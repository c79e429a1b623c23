//! Argon2id password hashing in PHC string format.

use argon2::{
    password_hash::{rand_core::OsRng, PasswordHash, PasswordHasher, PasswordVerifier, SaltString},
    Argon2,
};

use crate::{Result, TutorHubError};

pub fn hash_password(password: &str) -> Result<String> {
    let salt = SaltString::generate(&mut OsRng);
    Argon2::default()
        .hash_password(password.as_bytes(), &salt)
        .map(|hash| hash.to_string())
        .map_err(|e| TutorHubError::InvalidOperation(format!("password hashing failed: {}", e)))
}

/// Returns `Ok(false)` on a wrong password; errors only when the stored hash
/// cannot be parsed.
pub fn verify_password(password: &str, stored_hash: &str) -> Result<bool> {
    let parsed = PasswordHash::new(stored_hash)
        .map_err(|e| TutorHubError::InvalidOperation(format!("malformed password hash: {}", e)))?;
    Ok(Argon2::default()
        .verify_password(password.as_bytes(), &parsed)
        .is_ok())
}
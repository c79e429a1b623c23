use crate::handlers::{accounts, forum, health, students, tutors, users};
use crate::AppState;
use axum::{
    routing::{get, post},
    Router,
};
use http::HeaderValue;
use tower_http::{
    cors::{AllowOrigin, Any, CorsLayer},
    trace::TraceLayer,
};
use tracing::warn;

fn account_routes() -> Router<AppState> {
    Router::new()
        // Users
        .route("/users/", get(users::list_users).post(users::register))
        .route(
            "/users/{id}/",
            get(users::get_user)
                .put(users::update_user)
                .patch(users::update_user)
                .delete(users::delete_user),
        )
        // Students
        .route(
            "/students/",
            get(students::list_students).post(students::create_student),
        )
        .route(
            "/students/{id}/",
            get(students::get_student)
                .put(students::update_student)
                .patch(students::update_student)
                .delete(students::delete_student),
        )
        // Tutors
        .route("/tutors/", get(tutors::list_tutors).post(tutors::create_tutor))
        .route(
            "/tutors/{id}/",
            get(tutors::get_tutor)
                .put(tutors::update_tutor)
                .patch(tutors::update_tutor)
                .delete(tutors::delete_tutor),
        )
        .route("/tutors/{id}/rate/", post(tutors::rate_tutor))
        // Tokens and password reset
        .route("/login/", post(accounts::login))
        .route("/login/refresh/", post(accounts::refresh))
        .route("/password-reset/", post(accounts::request_password_reset))
        .route(
            "/password-reset/confirm/",
            post(accounts::confirm_password_reset),
        )
}

fn forum_routes() -> Router<AppState> {
    Router::new()
        .route(
            "/questions/",
            get(forum::list_questions).post(forum::create_question),
        )
        .route("/answers/", get(forum::list_answers).post(forum::create_answer))
        .route("/answers/{id}/votes/", get(forum::vote_tally))
        .route(
            "/comments/",
            get(forum::list_comments).post(forum::create_comment),
        )
        .route("/votes/", get(forum::list_votes).post(forum::cast_vote))
}

fn cors_layer(allowed_origins: &[String]) -> CorsLayer {
    let layer = CorsLayer::new().allow_methods(Any).allow_headers(Any);
    if allowed_origins.is_empty() {
        return layer.allow_origin(Any);
    }
    let origins: Vec<HeaderValue> = allowed_origins
        .iter()
        .filter_map(|origin| match HeaderValue::from_str(origin) {
            Ok(value) => Some(value),
            Err(_) => {
                warn!(origin = %origin, "ignoring invalid CORS origin");
                None
            }
        })
        .collect();
    layer.allow_origin(AllowOrigin::list(origins))
}

pub fn create_router(state: AppState) -> Router {
    let cors = cors_layer(&state.settings.security.allowed_origins);

    Router::new()
        .route("/health", get(health::health))
        .nest(
            "/api",
            account_routes().nest("/forum", forum_routes()),
        )
        .with_state(state)
        .layer(cors)
        .layer(TraceLayer::new_for_http())
}

#[cfg(test)]
mod tests {
    use super::*;
    use crate::OutboxMailer;
    use axum::body::Body;
    use http::{header, Method, Request, StatusCode};
    use std::sync::Arc;
    use tower::ServiceExt;
    use tutorhub_core::Settings;
    use tutorhub_store::Database;

    fn router(origins: &[&str]) -> Router {
        let mut settings = Settings::default();
        settings.security.allowed_origins = origins.iter().map(|o| o.to_string()).collect();
        let state = AppState::with_parts(
            settings,
            Arc::new(Database::in_memory()),
            Arc::new(OutboxMailer::new()),
        );
        create_router(state)
    }

    fn preflight(origin: &str) -> Request<Body> {
        Request::builder()
            .method(Method::OPTIONS)
            .uri("/api/users/")
            .header(header::ORIGIN, origin)
            .header(header::ACCESS_CONTROL_REQUEST_METHOD, "POST")
            .body(Body::empty())
            .unwrap()
    }

    #[tokio::test]
    async fn cors_allows_only_listed_origins() {
        let app = router(&["https://app.tutorhub.test"]);

        let allowed = app
            .clone()
            .oneshot(preflight("https://app.tutorhub.test"))
            .await
            .unwrap();
        assert_eq!(
            allowed.headers().get(header::ACCESS_CONTROL_ALLOW_ORIGIN),
            Some(&HeaderValue::from_static("https://app.tutorhub.test"))
        );

        let denied = app.oneshot(preflight("https://evil.test")).await.unwrap();
        assert!(denied
            .headers()
            .get(header::ACCESS_CONTROL_ALLOW_ORIGIN)
            .is_none());
    }

    #[tokio::test]
    async fn empty_origin_list_allows_any() {
        let resp = router(&[])
            .oneshot(preflight("https://anywhere.test"))
            .await
            .unwrap();
        assert_eq!(
            resp.headers().get(header::ACCESS_CONTROL_ALLOW_ORIGIN),
            Some(&HeaderValue::from_static("*"))
        );
    }

    #[tokio::test]
    async fn unknown_paths_are_not_found() {
        let resp = router(&[])
            .oneshot(
                Request::builder()
                    .uri("/api/nope/")
                    .body(Body::empty())
                    .unwrap(),
            )
            .await
            .unwrap();
        assert_eq!(resp.status(), StatusCode::NOT_FOUND);
    }
}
--
_REQUIREMENT_. Using the records above, select and copy every line that has the word "votes".

_REPLY TO THE EXERCISE_.
        .route("/answers/{id}/votes/", get(forum::vote_tally))
        .route("/votes/", get(forum::list_votes).post(forum::cast_vote))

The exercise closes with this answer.